“Por coincidência ou não”, o presidente da Rússia, Vladimir Putin, decidiu atacar a Ucrânia. Ironias à parte, a invasão russa traz um novo elemento de incerteza a um planeta assolado por uma grave crise sanitária. Diante da retórica inflamada de Putin, caberá ao Ocidente – leia-se, Estados Unidos e membros da União Europeia – tomar uma difícil decisão: qual o custo a pagar para conter as ameaças impostas pelo presidente russo?
A pergunta não é trivial. Afinal, a determinação do “custo ótimo” não dependerá tanto das preferências dos líderes europeus ou de Joe Biden, mas sim do grau de tolerância dos eleitores. É possível que, para além das declarações de apoio nas redes sociais, o eleitor médio esteja pouco disposto a arcar com os custos econômicos de um conflito prolongado com a Rússia.
Exemplos não faltam. Muito se falou sobre como a Europa depende do fornecimento de gás russo. Pois bem, o aprofundamento do conflito significaria um aumento do custo da energia consumida pelas residências europeias. Aceitarão os eleitores uma conta mais alta?
As evidências nos obrigam a adotar uma postura cautelosa. Há apenas alguns anos, o presidente da França, Emmanuel Macron, decidiu implementar um imposto progressivo sobre os combustíveis fósseis de modo a incentivar uma redução na emissão de gases de efeito estufa. O resultado: protestos nas principais cidades francesas, naquele que ficaria conhecido como o movimento dos “coletes amarelos”. Após semanas de impasse, Macron desistiu do projeto.
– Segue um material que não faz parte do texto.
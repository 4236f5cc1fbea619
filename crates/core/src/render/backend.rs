use serde::Serialize;

use crate::config::AttachmentFormat;
use crate::mesh::WarpMesh;
use crate::overlay::DrawBatch;
use crate::shader::ShaderSlot;
use crate::state::Q_COUNT;
use crate::{GpuError, ShaderError};

/// Backend name of a texture.
#[derive(Debug, Clone, Copy, PartialEq, Eq, Hash, PartialOrd, Ord, Serialize)]
pub struct TextureId(pub u32);

/// Backend name of a compiled program.
#[derive(Debug, Clone, Copy, PartialEq, Eq, Hash, PartialOrd, Ord, Serialize)]
pub struct ProgramId(pub u32);

/// Color and motion-vector attachments of one offscreen buffer.
#[derive(Debug, Clone, Copy, PartialEq, Eq)]
pub struct BufferSet {
    pub color: TextureId,
    pub motion: TextureId,
}

/// Values exposed to preset shaders.
#[derive(Debug, Clone, PartialEq, Default)]
pub struct ShaderUniforms {
    pub time: f32,
    pub fps: f32,
    pub frame: f32,
    pub progress: f32,
    pub bass: f32,
    pub mid: f32,
    pub treb: f32,
    pub bass_att: f32,
    pub mid_att: f32,
    pub treb_att: f32,
    pub vol: f32,
    /// aspect x, aspect y, 1/aspect x, 1/aspect y.
    pub aspect: [f32; 4],
    /// width, height, 1/width, 1/height.
    pub texsize: [f32; 4],
    pub q: [f32; Q_COUNT],
    pub decay: f32,
    pub gamma: f32,
    pub echo_zoom: f32,
    pub echo_alpha: f32,
    pub echo_orient: f32,
    pub darken: bool,
    pub brighten: bool,
    pub invert: bool,
    pub solarize: bool,
    /// (min, max) per blur level.
    pub blur_ranges: [[f32; 2]; 3],
    pub rand_frame: [f32; 4],
    pub rand_preset: [f32; 4],
}

/// One unit of GPU work. Passes borrow their geometry from the pipeline for
/// the duration of the call.
#[derive(Debug)]
pub enum Pass<'a> {
    BeginFrame {
        frame: u64,
    },
    /// Line field sampled from `source`'s motion data, drawn into `target`.
    MotionVectors {
        target: TextureId,
        length: f32,
        batches: &'a [DrawBatch],
    },
    BindTargets {
        read: BufferSet,
        draw: BufferSet,
    },
    /// Enables or disables writes to the draw target's motion attachment.
    MaskMotion(bool),
    Clear {
        color: [f32; 4],
    },
    Warp {
        source: TextureId,
        program: Option<ProgramId>,
        mesh: &'a WarpMesh,
        uvs: &'a [[f32; 2]],
        uniforms: &'a ShaderUniforms,
    },
    UpdateBlur {
        source: TextureId,
        targets: &'a [TextureId],
        ranges: [[f32; 2]; 3],
        edge_darken: f32,
    },
    Shape {
        program: Option<ProgramId>,
        batches: &'a [DrawBatch],
    },
    CustomWave {
        program: Option<ProgramId>,
        batches: &'a [DrawBatch],
    },
    Waveform {
        batches: &'a [DrawBatch],
    },
    Darken {
        batches: &'a [DrawBatch],
    },
    Border {
        batches: &'a [DrawBatch],
    },
    Composite {
        source: TextureId,
        target: TextureId,
        program: Option<ProgramId>,
        mesh: &'a WarpMesh,
        uniforms: &'a ShaderUniforms,
    },
    /// Copies `source` to the backend's default surface.
    Present {
        source: TextureId,
        width: u32,
        height: u32,
    },
}

#[derive(Debug, Clone, Copy, PartialEq, Eq, Hash, Serialize)]
#[serde(rename_all = "snake_case")]
pub enum PassKind {
    BeginFrame,
    MotionVectors,
    BindTargets,
    MaskMotion,
    Clear,
    Warp,
    UpdateBlur,
    Shape,
    CustomWave,
    Waveform,
    Darken,
    Border,
    Composite,
    Present,
}

impl Pass<'_> {
    pub fn kind(&self) -> PassKind {
        match self {
            Self::BeginFrame { .. } => PassKind::BeginFrame,
            Self::MotionVectors { .. } => PassKind::MotionVectors,
            Self::BindTargets { .. } => PassKind::BindTargets,
            Self::MaskMotion(_) => PassKind::MaskMotion,
            Self::Clear { .. } => PassKind::Clear,
            Self::Warp { .. } => PassKind::Warp,
            Self::UpdateBlur { .. } => PassKind::UpdateBlur,
            Self::Shape { .. } => PassKind::Shape,
            Self::CustomWave { .. } => PassKind::CustomWave,
            Self::Waveform { .. } => PassKind::Waveform,
            Self::Darken { .. } => PassKind::Darken,
            Self::Border { .. } => PassKind::Border,
            Self::Composite { .. } => PassKind::Composite,
            Self::Present { .. } => PassKind::Present,
        }
    }
}

/// The GPU as the pipeline sees it. Everything the pipeline draws goes
/// through [`RenderBackend::submit`] in issue order.
pub trait RenderBackend {
    fn name(&self) -> &'static str;

    fn create_texture(
        &mut self,
        format: AttachmentFormat,
        width: u32,
        height: u32,
    ) -> Result<TextureId, GpuError>;

    fn resize_texture(&mut self, id: TextureId, width: u32, height: u32) -> Result<(), GpuError>;

    fn delete_texture(&mut self, id: TextureId);

    fn compile_program(&mut self, slot: ShaderSlot, text: &str) -> Result<ProgramId, ShaderError>;

    fn delete_program(&mut self, id: ProgramId);

    fn submit(&mut self, pass: Pass<'_>) -> Result<(), GpuError>;
}
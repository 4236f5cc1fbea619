//! Audio-reactive geometry drawn on top of the warped image.
//!
//! Overlays only build vertex batches; the pipeline hands them to the
//! backend. Coordinates are clip space with y up.

pub mod border;
pub mod darken;
pub mod motion;
pub mod shape;
pub mod wave;
pub mod waveform;

pub use border::Border;
pub use darken::DarkenCenter;
pub use motion::MotionVectors;
pub use shape::CustomShape;
pub use wave::CustomWave;
pub use waveform::Waveform;

use crate::render::TextureId;

#[repr(C)]
#[derive(Debug, Clone, Copy, Default, PartialEq)]
pub struct OverlayVertex {
    pub position: [f32; 2],
    pub color: [f32; 4],
    pub uv: [f32; 2],
}

impl OverlayVertex {
    pub fn new(x: f32, y: f32, color: [f32; 4]) -> Self {
        Self {
            position: [x, y],
            color,
            uv: [0.0, 0.0],
        }
    }

    pub fn with_uv(mut self, u: f32, v: f32) -> Self {
        self.uv = [u, v];
        self
    }
}

#[derive(Debug, Clone, Copy, PartialEq, Eq)]
pub enum Primitive {
    Triangles,
    TriangleFan,
    LineStrip,
    LineLoop,
    Lines,
    Points,
}

#[derive(Debug, Clone, Copy, PartialEq, Eq)]
pub enum Blend {
    Alpha,
    Additive,
}

impl Blend {
    pub fn from_flag(additive: f64) -> Self {
        if additive > 0.0 {
            Self::Additive
        } else {
            Self::Alpha
        }
    }
}

/// Vertices sharing one primitive type and blend state.
#[derive(Debug, Clone, PartialEq)]
pub struct DrawBatch {
    pub primitive: Primitive,
    pub blend: Blend,
    /// Lines and points are drawn with a wider footprint.
    pub thick: bool,
    pub texture: Option<TextureId>,
    pub vertices: Vec<OverlayVertex>,
}

/// Reusable list of batches. Cleared every frame without dropping the
/// vertex buffers, so steady-state drawing does not allocate.
#[derive(Debug, Default)]
pub struct BatchList {
    batches: Vec<DrawBatch>,
    len: usize,
}

impl BatchList {
    pub fn new() -> Self {
        Self::default()
    }

    pub fn clear(&mut self) {
        self.len = 0;
    }

    pub fn push(&mut self, primitive: Primitive, blend: Blend) -> &mut DrawBatch {
        if self.len == self.batches.len() {
            self.batches.push(DrawBatch {
                primitive,
                blend,
                thick: false,
                texture: None,
                vertices: Vec::new(),
            });
        }
        let batch = &mut self.batches[self.len];
        batch.primitive = primitive;
        batch.blend = blend;
        batch.thick = false;
        batch.texture = None;
        batch.vertices.clear();
        self.len += 1;
        batch
    }

    /// Drops the most recent batch if it ended up empty.
    pub fn discard_empty_tail(&mut self) {
        if self.len > 0 && self.batches[self.len - 1].vertices.is_empty() {
            self.len -= 1;
        }
    }

    pub fn as_slice(&self) -> &[DrawBatch] {
        &self.batches[..self.len]
    }

    pub fn is_empty(&self) -> bool {
        self.len == 0
    }

    pub fn vertex_count(&self) -> usize {
        self.as_slice().iter().map(|batch| batch.vertices.len()).sum()
    }
}

/// Maps [0, 1] preset coordinates (y down) to clip space.
pub(crate) fn to_clip(x: f32, y: f32) -> (f32, f32) {
    (x * 2.0 - 1.0, -(y * 2.0 - 1.0))
}
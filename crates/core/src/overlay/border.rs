use super::{to_clip, BatchList, Blend, DrawBatch, OverlayVertex, Primitive};
use crate::expr::{FrameVar, PerFrameEvaluator};

/// Outer and inner frame around the screen edge.
#[derive(Debug, Default)]
pub struct Border {
    batches: BatchList,
}

impl Border {
    pub fn new() -> Self {
        Self::default()
    }

    pub fn build(&mut self, frame: &PerFrameEvaluator) -> &[DrawBatch] {
        self.batches.clear();

        let outer_size = frame.value(FrameVar::ObSize);
        let inner_size = frame.value(FrameVar::IbSize);
        let rings = [
            (
                0.0,
                outer_size,
                [FrameVar::ObR, FrameVar::ObG, FrameVar::ObB, FrameVar::ObA],
            ),
            (
                outer_size,
                inner_size,
                [FrameVar::IbR, FrameVar::IbG, FrameVar::IbB, FrameVar::IbA],
            ),
        ];

        for (offset, size, vars) in rings {
            let color = vars.map(|var| frame.value(var));
            if size <= 0.0 || color[3] <= 0.0 {
                continue;
            }
            let batch = self.batches.push(Primitive::Triangles, Blend::Alpha);
            let (near, far) = (offset, 1.0 - offset);
            for (x0, y0, x1, y1) in [
                (near, near, far, near + size),
                (near, far - size, far, far),
                (near, near + size, near + size, far - size),
                (far - size, near + size, far, far - size),
            ] {
                let (ax, ay) = to_clip(x0, y0);
                let (bx, by) = to_clip(x1, y1);
                for (x, y) in [(ax, ay), (bx, ay), (bx, by), (bx, by), (ax, by), (ax, ay)] {
                    batch.vertices.push(OverlayVertex::new(x, y, color));
                }
            }
        }
        self.batches.as_slice()
    }
}
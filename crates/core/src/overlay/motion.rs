use super::{to_clip, BatchList, Blend, DrawBatch, OverlayVertex, Primitive};
use crate::expr::{FrameVar, PerFrameEvaluator};

/// Grid of short lines visualising the previous frame's motion.
///
/// Each line is emitted as two identical vertices whose `uv` addresses the
/// motion attachment; the backend displaces the second vertex by the
/// sampled motion scaled with `mv_l`.
#[derive(Debug, Default)]
pub struct MotionVectors {
    batches: BatchList,
}

impl MotionVectors {
    pub fn new() -> Self {
        Self::default()
    }

    pub fn build(&mut self, frame: &PerFrameEvaluator) -> &[DrawBatch] {
        self.batches.clear();

        let alpha = frame.value(FrameVar::MvA);
        let grid_x = frame.value(FrameVar::MvX);
        let grid_y = frame.value(FrameVar::MvY);
        let (count_x, count_y) = (grid_x.floor() as u32, grid_y.floor() as u32);
        if alpha <= 0.0 || count_x == 0 || count_y == 0 {
            return self.batches.as_slice();
        }

        let color = [
            frame.value(FrameVar::MvR),
            frame.value(FrameVar::MvG),
            frame.value(FrameVar::MvB),
            alpha,
        ];
        let frac_x = grid_x - count_x as f32;
        let frac_y = grid_y - count_y as f32;
        let shift_x = frame.get(FrameVar::MvDx) as f32;
        let shift_y = frame.get(FrameVar::MvDy) as f32;

        let batch = self.batches.push(Primitive::Lines, Blend::Alpha);
        for y in 0..count_y {
            let fy = (y as f32 + 0.25) / (count_y as f32 + frac_y + 0.25 - 1.0) - shift_y;
            if !(0.0001..0.9999).contains(&fy) {
                continue;
            }
            for x in 0..count_x {
                let fx = (x as f32 + 0.25) / (count_x as f32 + frac_x + 0.25 - 1.0) + shift_x;
                if !(0.0001..0.9999).contains(&fx) {
                    continue;
                }
                let (px, py) = to_clip(fx, fy);
                let vertex = OverlayVertex::new(px, py, color).with_uv(fx, fy);
                batch.vertices.extend([vertex, vertex]);
            }
        }
        self.batches.discard_empty_tail();
        self.batches.as_slice()
    }

    /// Line length multiplier for the current frame.
    pub fn length(frame: &PerFrameEvaluator) -> f32 {
        frame.value(FrameVar::MvL)
    }
}
//! Preset formula language: lexing, parsing, compilation to a slot-addressed
//! stack program and execution against preset state.

pub mod compiler;
pub mod context;
pub mod frame;
pub mod lexer;
pub mod memory;
pub mod parser;
pub mod pixel;
pub mod vars;
pub mod vm;

pub use compiler::{CompiledProgram, Slot, SymbolTable};
pub use context::ExprContext;
pub use frame::PerFrameEvaluator;
pub use memory::MemoryBank;
pub use pixel::{PerPixelEvaluator, WarpParams};
pub use vars::{Access, Builtin, FrameVar, PixelVar, ShapeVar, WaveVar};
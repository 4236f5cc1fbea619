use super::backend::{RenderBackend, TextureId};
use crate::config::AttachmentFormat;
use crate::GpuError;

/// Highest blur level a shader can read.
pub const MAX_BLUR_LEVEL: u8 = 3;

/// Size of blur level `level` (1-based) for a `width` x `height` image.
/// Each level halves the previous one.
pub fn blur_size(level: u8, width: u32, height: u32) -> (u32, u32) {
    let shift = u32::from(level.clamp(1, MAX_BLUR_LEVEL));
    ((width >> shift).max(1), (height >> shift).max(1))
}

/// Downsampled copies of the warped image, allocated only up to the level
/// the compiled shaders use.
#[derive(Debug, Default)]
pub struct BlurTextures {
    levels: Vec<TextureId>,
    size: (u32, u32),
}

impl BlurTextures {
    pub fn new() -> Self {
        Self::default()
    }

    pub fn ensure<B: RenderBackend + ?Sized>(
        &mut self,
        backend: &mut B,
        level: u8,
        width: u32,
        height: u32,
    ) -> Result<(), GpuError> {
        let level = level.min(MAX_BLUR_LEVEL);
        if self.size != (width, height) {
            for (index, id) in self.levels.iter().enumerate() {
                let (w, h) = blur_size(index as u8 + 1, width, height);
                backend.resize_texture(*id, w, h)?;
            }
            self.size = (width, height);
        }
        while self.levels.len() < usize::from(level) {
            let (w, h) = blur_size(self.levels.len() as u8 + 1, width, height);
            let id = backend.create_texture(AttachmentFormat::Rgba8, w, h)?;
            self.levels.push(id);
        }
        Ok(())
    }

    pub fn level(&self) -> u8 {
        self.levels.len() as u8
    }

    pub fn targets(&self) -> &[TextureId] {
        &self.levels
    }

    pub fn release<B: RenderBackend + ?Sized>(&mut self, backend: &mut B) {
        for id in self.levels.drain(..) {
            backend.delete_texture(id);
        }
        self.size = (0, 0);
    }
}

#[cfg(test)]
mod tests {
    use super::*;
    use crate::render::RecordingBackend;

    #[test]
    fn levels_halve_and_never_reach_zero() {
        assert_eq!(blur_size(1, 640, 480), (320, 240));
        assert_eq!(blur_size(3, 640, 480), (80, 60));
        assert_eq!(blur_size(3, 4, 4), (1, 1));
    }

    #[test]
    fn ensure_allocates_then_resizes() {
        let mut backend = RecordingBackend::new();
        let mut blur = BlurTextures::new();

        blur.ensure(&mut backend, 2, 64, 32).unwrap();
        assert_eq!(blur.level(), 2);
        blur.ensure(&mut backend, 1, 64, 32).unwrap();
        assert_eq!(backend.live_textures(), 2);

        blur.ensure(&mut backend, 2, 128, 64).unwrap();
        let second = backend.texture(blur.targets()[1]).unwrap();
        assert_eq!((second.width, second.height), (32, 16));

        blur.release(&mut backend);
        assert_eq!(backend.live_textures(), 0);
    }
}
use std::collections::BTreeMap;

use super::backend::{Pass, PassKind, ProgramId, RenderBackend, TextureId};
use crate::config::AttachmentFormat;
use crate::shader::{self, ShaderSlot};
use crate::{GpuError, ShaderError};

#[derive(Debug, Clone, Copy, PartialEq, Eq)]
pub struct TextureRecord {
    pub format: AttachmentFormat,
    pub width: u32,
    pub height: u32,
}

/// Backend without a GPU. It validates shader text and resource usage,
/// records the kind of every submitted pass and can be told to fail.
#[derive(Debug, Default)]
pub struct RecordingBackend {
    next_id: u32,
    textures: BTreeMap<TextureId, TextureRecord>,
    programs: BTreeMap<ProgramId, (ShaderSlot, String)>,
    compiled: usize,
    trace: Vec<PassKind>,
    fail_marker: Option<String>,
    texture_limit: Option<usize>,
}

impl RecordingBackend {
    pub fn new() -> Self {
        Self::default()
    }

    /// Rejects every program whose text contains `marker`.
    pub fn fail_compiles_containing(mut self, marker: &str) -> Self {
        self.fail_marker = Some(marker.to_string());
        self
    }

    /// Fails texture creation once `limit` textures are alive.
    pub fn with_texture_limit(mut self, limit: usize) -> Self {
        self.texture_limit = Some(limit);
        self
    }

    pub fn set_texture_limit(&mut self, limit: Option<usize>) {
        self.texture_limit = limit;
    }

    pub fn trace(&self) -> &[PassKind] {
        &self.trace
    }

    pub fn take_trace(&mut self) -> Vec<PassKind> {
        std::mem::take(&mut self.trace)
    }

    /// Number of successful compiles since creation.
    pub fn compiled_programs(&self) -> usize {
        self.compiled
    }

    pub fn live_programs(&self) -> usize {
        self.programs.len()
    }

    pub fn live_textures(&self) -> usize {
        self.textures.len()
    }

    pub fn texture(&self, id: TextureId) -> Option<TextureRecord> {
        self.textures.get(&id).copied()
    }

    pub fn program_text(&self, id: ProgramId) -> Option<&str> {
        self.programs.get(&id).map(|(_, text)| text.as_str())
    }

    fn next(&mut self) -> u32 {
        self.next_id += 1;
        self.next_id
    }

    fn check_texture(&self, id: TextureId) -> Result<(), GpuError> {
        if self.textures.contains_key(&id) {
            Ok(())
        } else {
            Err(GpuError::UnknownResource(id.0))
        }
    }

    fn check_program(&self, id: Option<ProgramId>) -> Result<(), GpuError> {
        match id {
            Some(id) if !self.programs.contains_key(&id) => Err(GpuError::UnknownResource(id.0)),
            _ => Ok(()),
        }
    }

    fn validate(&self, pass: &Pass<'_>) -> Result<(), GpuError> {
        match pass {
            Pass::MotionVectors { target, .. } => self.check_texture(*target),
            Pass::BindTargets { read, draw } => {
                for id in [read.color, read.motion, draw.color, draw.motion] {
                    self.check_texture(id)?;
                }
                Ok(())
            }
            Pass::Warp {
                source, program, ..
            } => {
                self.check_texture(*source)?;
                self.check_program(*program)
            }
            Pass::UpdateBlur {
                source, targets, ..
            } => {
                self.check_texture(*source)?;
                targets.iter().try_for_each(|id| self.check_texture(*id))
            }
            Pass::Shape { program, .. } | Pass::CustomWave { program, .. } => {
                self.check_program(*program)
            }
            Pass::Composite {
                source,
                target,
                program,
                ..
            } => {
                self.check_texture(*source)?;
                self.check_texture(*target)?;
                self.check_program(*program)
            }
            Pass::Present { source, .. } => self.check_texture(*source),
            Pass::BeginFrame { .. }
            | Pass::MaskMotion(_)
            | Pass::Clear { .. }
            | Pass::Waveform { .. }
            | Pass::Darken { .. }
            | Pass::Border { .. } => Ok(()),
        }
    }
}

impl RenderBackend for RecordingBackend {
    fn name(&self) -> &'static str {
        "recording"
    }

    fn create_texture(
        &mut self,
        format: AttachmentFormat,
        width: u32,
        height: u32,
    ) -> Result<TextureId, GpuError> {
        let exhausted = self
            .texture_limit
            .is_some_and(|limit| self.textures.len() >= limit);
        if exhausted || width == 0 || height == 0 {
            return Err(GpuError::Allocation {
                what: "texture",
                width,
                height,
            });
        }
        let id = TextureId(self.next());
        self.textures.insert(
            id,
            TextureRecord {
                format,
                width,
                height,
            },
        );
        Ok(id)
    }

    fn resize_texture(&mut self, id: TextureId, width: u32, height: u32) -> Result<(), GpuError> {
        if width == 0 || height == 0 {
            return Err(GpuError::Allocation {
                what: "texture",
                width,
                height,
            });
        }
        let record = self
            .textures
            .get_mut(&id)
            .ok_or(GpuError::UnknownResource(id.0))?;
        record.width = width;
        record.height = height;
        Ok(())
    }

    fn delete_texture(&mut self, id: TextureId) {
        self.textures.remove(&id);
    }

    fn compile_program(&mut self, slot: ShaderSlot, text: &str) -> Result<ProgramId, ShaderError> {
        if let Some(marker) = &self.fail_marker {
            if text.contains(marker.as_str()) {
                return Err(ShaderError::Compile(format!("rejected {slot} program")));
            }
        }
        shader::prepare(text)?;

        let id = ProgramId(self.next());
        self.programs.insert(id, (slot, text.to_string()));
        self.compiled += 1;
        Ok(id)
    }

    fn delete_program(&mut self, id: ProgramId) {
        self.programs.remove(&id);
    }

    fn submit(&mut self, pass: Pass<'_>) -> Result<(), GpuError> {
        self.validate(&pass)?;
        self.trace.push(pass.kind());
        Ok(())
    }
}

#[cfg(test)]
mod tests {
    use super::*;

    #[test]
    fn texture_limit_reports_allocation_failure() {
        let mut backend = RecordingBackend::new().with_texture_limit(1);
        backend
            .create_texture(AttachmentFormat::Rgba8, 4, 4)
            .unwrap();
        let err = backend
            .create_texture(AttachmentFormat::Rgba8, 4, 4)
            .unwrap_err();
        assert_eq!(
            err,
            GpuError::Allocation {
                what: "texture",
                width: 4,
                height: 4
            }
        );
    }

    #[test]
    fn passes_naming_deleted_textures_are_rejected() {
        let mut backend = RecordingBackend::new();
        let id = backend
            .create_texture(AttachmentFormat::Rgba8, 4, 4)
            .unwrap();
        backend
            .submit(Pass::Present {
                source: id,
                width: 4,
                height: 4,
            })
            .unwrap();

        backend.delete_texture(id);
        let err = backend
            .submit(Pass::Present {
                source: id,
                width: 4,
                height: 4,
            })
            .unwrap_err();
        assert_eq!(err, GpuError::UnknownResource(id.0));
        assert_eq!(backend.trace(), &[PassKind::Present]);
    }

    #[test]
    fn compile_validates_text() {
        let mut backend = RecordingBackend::new();
        assert!(backend
            .compile_program(ShaderSlot::Warp, "shader_body { ret = 0; }")
            .is_ok());
        assert!(backend
            .compile_program(ShaderSlot::Warp, "shader_body { ret = 0;")
            .is_err());
        assert_eq!(backend.compiled_programs(), 1);
    }
}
Um conflito duradouro também significaria o aumento do custo de commodities relevantes, como o milho e o trigo. Milho mais caro significa maiores custos para a produção de proteína animal: como reagirão os eleitores europeus e estadunidenses? Lógica semelhante vale para o trigo: de que maneira responderão a um aumento do preço do pão? Votando nos partidos da chamada “direita populista” – muitos dos quais com líderes que, até bem pouco tempo, não escondiam a admiração por Vladimir Putin?
Diante de um cenário tão desafiador, a melhor notícia para aqueles que desejam conter as pulsões imperialistas de Putin é o comportamento do presidente da Ucrânia, Volodymyr Zelensky. Acostumado às câmeras, Zelensky vem produzindo materiais que aumentam a predisposição de cidadãos europeus e estadunidenses em apoiar medidas duras contra a Rússia. Apenas para ficar em um exemplo, em cerca de duas semanas a Alemanha passou da cautela a fim de garantir o acesso ao gás russo a anunciar uma expansão considerável de seu orçamento militar. Ainda assim, nada garante que o descontentamento com as consequências econômicas da guerra não supere a eventual simpatia aos ucranianos demonstrada desde o início da invasão russa.
Do outro lado da trincheira, tampouco abundam as certezas sobre o “custo ótimo” da guerra. De fato, o ímpeto de Zelensky e o apoio crescente do Ocidente são más notícias para Putin. O líder russo contava com uma resolução rápida da agressão ao país vizinho. A cada dia de frustração, aumenta a pressão para o fim das ações militares. Nacionalismo algum resistirá por muito tempo com sanções que erodem o valor do rublo e dificultam a integração da economia russa com o mundo. Em particular, a elite que sustenta o regime de Putin é composta por oligarcas com um pé em Moscou e outro no exterior. Seria um erro supor que a fidelidade ao líder os levaria a aceitar uma punição econômica exagerada.
Por tudo isso, é possível que o desfecho do conflito ocorrerá quando uma das partes for “vencida pelo cansaço”. Países europeus e Estados Unidos devem garantir um apoio mínimo da população para medidas que contenham Putin, obrigando-o a tomar riscos crescentes. Entretanto, existe o temor de que seus eleitores não estejam dispostos a arcar com tais custos. Por outro lado, Putin pode estar cavando a sua própria sepultura política ao adotar uma política que gere custos exagerados à população russa.
Enquanto o “cansaço” não chegar, o risco de um erro de cálculo será constante.